Mothers of multiple births had a 43% increased risk of having moderate/severe, 9-month postpartum, depressive symptoms, compared with mothers of singletons, in population-based data. Pediatric practices should make an additional effort to educate new and expecting parents of multiple infants regarding their increased risk for maternal postpartum depression. Furthermore, pediatric well-child visits are potentially valuable opportunities to provide education, screening, and referrals for postpartum depression for mothers of multiple births.
Dr Bishai was supported in part by a grant from the Maternal and Child Health Bureau (grant R40MC05475).
- Accepted August 12, 2008.
- Address correspondence to Yoonjoung Choi, DrPH, Department of International Health, Bloomberg School of Public Health, Johns Hopkins University, 615 North Wolfe St, E8648, Baltimore, MD 21205. E-mail:
The authors have indicated they have no financial relationships relevant to this article to disclose.

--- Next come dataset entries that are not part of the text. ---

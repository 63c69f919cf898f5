//! Virtual text buffer over many leaves, repaired in place as leaves are
//! split and wrapped.
use crate::dom::{Document, NodeId};

/// Half-open byte range of one leaf inside the virtual buffer.
#[derive(Debug, Clone, Copy, PartialEq, Eq)]
pub struct IndexEntry {
    pub start: usize,
    pub end: usize,
    pub node: NodeId,
}

#[derive(Debug, Clone, Default)]
pub struct TextIndex {
    value: String,
    entries: Vec<IndexEntry>,
}

impl TextIndex {
    pub fn build(doc: &Document, leaves: &[NodeId]) -> Self {
        let mut value = String::new();
        let mut entries = Vec::with_capacity(leaves.len());
        for &node in leaves {
            let start = value.len();
            value.push_str(doc.text(node).unwrap_or_default());
            entries.push(IndexEntry {
                start,
                end: value.len(),
                node,
            });
        }
        Self { value, entries }
    }

    pub fn value(&self) -> &str {
        &self.value
    }

    pub fn entries(&self) -> &[IndexEntry] {
        &self.entries
    }

    /// Entry covering `offset`: the first one whose successor starts after
    /// it, or the last entry.
    pub fn locate(&self, offset: usize) -> Option<usize> {
        if self.entries.is_empty() {
            return None;
        }
        let after = self.entries.partition_point(|entry| entry.start <= offset);
        Some(after.saturating_sub(1))
    }

    /// Records that the first `consumed` bytes of entry `i` left the buffer
    /// and that the entry's remaining text now lives in `suffix`.
    pub fn consume(&mut self, i: usize, consumed: usize, suffix: NodeId) {
        let start = self.entries[i].start;
        self.value.replace_range(start..start + consumed, "");

        for (j, entry) in self.entries.iter_mut().enumerate().skip(i) {
            if j > i {
                entry.start -= consumed;
            }
            entry.end -= consumed;
        }
        self.entries[i].node = suffix;
    }

    /// Every entry's slice of the buffer equals its leaf's live text.
    pub fn is_consistent(&self, doc: &Document) -> bool {
        self.entries.iter().all(|entry| {
            self.value.get(entry.start..entry.end) == doc.text(entry.node)
        })
    }
}
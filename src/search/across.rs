//! Cross-fragment matching over a [`TextIndex`].
//!
//! A match found in the virtual buffer may cover several leaves. Each covered
//! piece is wrapped separately, left to right, and the index is repaired after
//! every wrap so the remaining entries keep describing live text.
use super::{wrap_range, MatchSink, TextIndex};
use crate::dom::Document;
use crate::error::Result;
use crate::options::MarkOptions;
use crate::pattern::Pattern;

/// Runs `pattern` over `index` and returns the number of markers created.
pub fn mark_across<S: MatchSink>(
    doc: &mut Document,
    pattern: &Pattern,
    index: &mut TextIndex,
    options: &MarkOptions,
    sink: &mut S,
) -> Result<usize> {
    let mut created = 0;
    let mut cursor = 0;

    while let Some(found) = pattern.find_at(index.value(), cursor) {
        let matched = index.value()[found.start..found.end].to_string();
        cursor = found.end;

        let mut start = found.start;
        let mut end = found.end;
        let Some(mut i) = index.locate(start) else {
            break;
        };

        loop {
            let entry = index.entries()[i];
            let local_start = start - entry.start;
            let local_end = end.min(entry.end) - entry.start;
            if local_end <= local_start {
                break;
            }
            // a rejected piece ends this match; pieces wrapped so far stay
            if !sink.accept(doc, entry.node, &matched) {
                break;
            }

            let wrapped = wrap_range(doc, entry.node, local_start, local_end, options)?;
            index.consume(i, local_end, wrapped.suffix);
            debug_assert!(
                index.is_consistent(doc),
                "text index out of step with the tree after wrapping {matched:?}"
            );
            end -= local_end;
            cursor = entry.start;
            created += 1;
            sink.record(doc, wrapped.marker);

            let covered_to = index.entries()[i].end;
            if end <= covered_to {
                break;
            }
            start = covered_to;
            match index.locate(start) {
                Some(next) if next > i => i = next,
                _ => break,
            }
        }
    }

    Ok(created)
}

What's Known on This Subject
The multiple birth rate has increased steadily, and neonatal and obstetric risks associated with multiple births have been well documented. However, little is known about associations between multiple births and maternal mental health, particularly postpartum depression, at a population level.
What This Study Adds
Mothers of multiple births had 43% greater odds of having moderate/severe, 9-month postpartum, depressive symptoms, compared with mothers of singletons.